SECURE THE MACABRE

The writers for Game of Thrones rightly got a lot of crap for how they wrote the end of that show. After several seasons of geopolitical fantasy intrigue, making one of their principal characters go nuts and trying to shoe in a metacommentary about how Good™ stories are felt kind of… stupid.

That doesn’t mean that metacommentaries about stories in general are stupid. Control is almost entirely focused on stories. The Bureau of Control finds especially powerful stories and tries to understand and contain them. Throughout the game, you find evidence of these attempts and their aftermath. There’s an entire section of the Bureau dedicated to holding some of the items from these stories safely.

As a story about stories, Control works especially well, to the extent that I excused a lot of the more tropey aspects of the game and its dialogue. For once, the strange rooms and endless hallways you usually find in games like this can be explained! It makes sense for everyone you meet to be extra exposition-heavy — you’re literally the brand-new Director of the Bureau and you don’t know anything. Things that wouldn’t work in a comparable game, like all the lore coming to you in the form of documents, multimedia and visions from the “Hotline,” work well here, because the setting facilitates it.

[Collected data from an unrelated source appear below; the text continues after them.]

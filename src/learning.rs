//! Continuous learning
//!
//! The controller keeps a rolling buffer of recent samples and, once per
//! cycle, decides whether the deployed model needs an update. A cycle walks
//! an explicit state machine:
//!
//! ```text
//! Idle -> Buffering -> Evaluating -> Buffering                  (no update needed)
//!                                 -> Updating -> Validating -> Buffering
//!                                                 (committed or rolled back)
//! ```
//!
//! Each cycle engineers one snapshot of the buffer per session, so evaluation,
//! training and the commit gate all see identical feature rows. Anomalous
//! samples are dropped from training only.
//!
//! Cycles are single-flight: a trigger that arrives while one is running is
//! rejected with [`CycleOutcome::Skipped`]. Every write to the deployed slot
//! goes through the cycle gate. A rejected or failed candidate never touches
//! the slot; a committed one drains the samples it was trained on.

use crate::anomaly::anomaly_mask;
use crate::buffer::{PerformanceHistory, SampleBuffer};
use crate::config::LearningConfig;
use crate::deployed::{DeployedModel, ModelSlot};
use crate::error::LearnError;
use crate::features::FeatureEngineer;
use crate::metadata::MetadataEncoder;
use crate::model::{Classifier, ModelHandle, StageModel};
use crate::pipeline::run_blocking;
use crate::store::ModelStore;
use crate::trainer::{to_rows_and_labels, Trainer};
use crate::types::{
    EngineeredFeature, ModelVersion, PerformanceSnapshot, ProcessedSample, ValidationResult,
};
use crate::validator::score_model;
use chrono::{DateTime, Duration, Utc};
use parking_lot::Mutex;
use serde::{Deserialize, Serialize};
use std::sync::Arc;
use tracing::{debug, info, warn};

/// Controller state
#[derive(Debug, Clone, Copy, PartialEq, Eq, Serialize, Deserialize)]
#[serde(rename_all = "snake_case")]
pub enum LearningPhase {
    Idle,
    Buffering,
    Evaluating,
    Updating,
    Validating,
}

/// Why an update was requested
#[derive(Debug, Clone, Copy, PartialEq, Eq, Serialize, Deserialize)]
#[serde(rename_all = "snake_case")]
pub enum UpdateReason {
    BelowThreshold,
    AccuracyDeclined,
    BufferSaturated,
}

#[derive(Debug, Clone, PartialEq, Eq)]
pub struct UpdateDecision {
    pub should_update: bool,
    pub reasons: Vec<UpdateReason>,
}

/// Decide whether the deployed model should be retrained.
///
/// An update is requested when accuracy is below the threshold, when it fell
/// by more than the allowed decline since the previous snapshot, or when the
/// buffer has reached saturation.
pub fn decide_update(
    current_accuracy: f64,
    previous_accuracy: Option<f64>,
    buffered: usize,
    config: &LearningConfig,
) -> UpdateDecision {
    let mut reasons = Vec::new();
    if current_accuracy < config.accuracy_threshold {
        reasons.push(UpdateReason::BelowThreshold);
    }
    if let Some(previous) = previous_accuracy {
        if previous - current_accuracy > config.accuracy_decline {
            reasons.push(UpdateReason::AccuracyDeclined);
        }
    }
    if buffered >= config.buffer_saturation {
        reasons.push(UpdateReason::BufferSaturated);
    }
    UpdateDecision {
        should_update: !reasons.is_empty(),
        reasons,
    }
}

/// Candidate produced by the update stage
#[derive(Debug, Clone)]
pub struct LearningResult {
    /// Candidate holdout accuracy minus the committed accuracy
    pub improvement: f64,
    pub new_accuracy: f64,
    pub model: Option<ModelHandle>,
    pub success: bool,
    /// Features the candidate was fitted on
    pub training_samples: usize,
}

impl LearningResult {
    pub fn failed() -> Self {
        Self {
            improvement: 0.0,
            new_accuracy: 0.0,
            model: None,
            success: false,
            training_samples: 0,
        }
    }
}

/// How a cycle ended
#[derive(Debug, Clone, PartialEq)]
pub enum CycleOutcome {
    /// Another cycle was in flight
    Skipped,
    /// Not enough buffered samples to evaluate
    InsufficientData { buffered: usize },
    NoUpdateNeeded { accuracy: f64 },
    Committed {
        version: ModelVersion,
        accuracy: f64,
        improvement: f64,
    },
    RolledBack {
        candidate_accuracy: f64,
        committed_accuracy: f64,
    },
    Failed(String),
}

While Remedy certainly got all of its narrative plates spinning successfully, on the technical side things are a bit unstable. To put it lightly, there are major performance issues on console. The game’s frame rate will suddenly drop in the middle of fighting a boss, and in my playthrough it would drop every time I loaded into a level. Remedy says they’re working on a long-term fix, and the game is still plenty enjoyable despite that, but it’s a definitely noticeable problem, and I hope their fix works.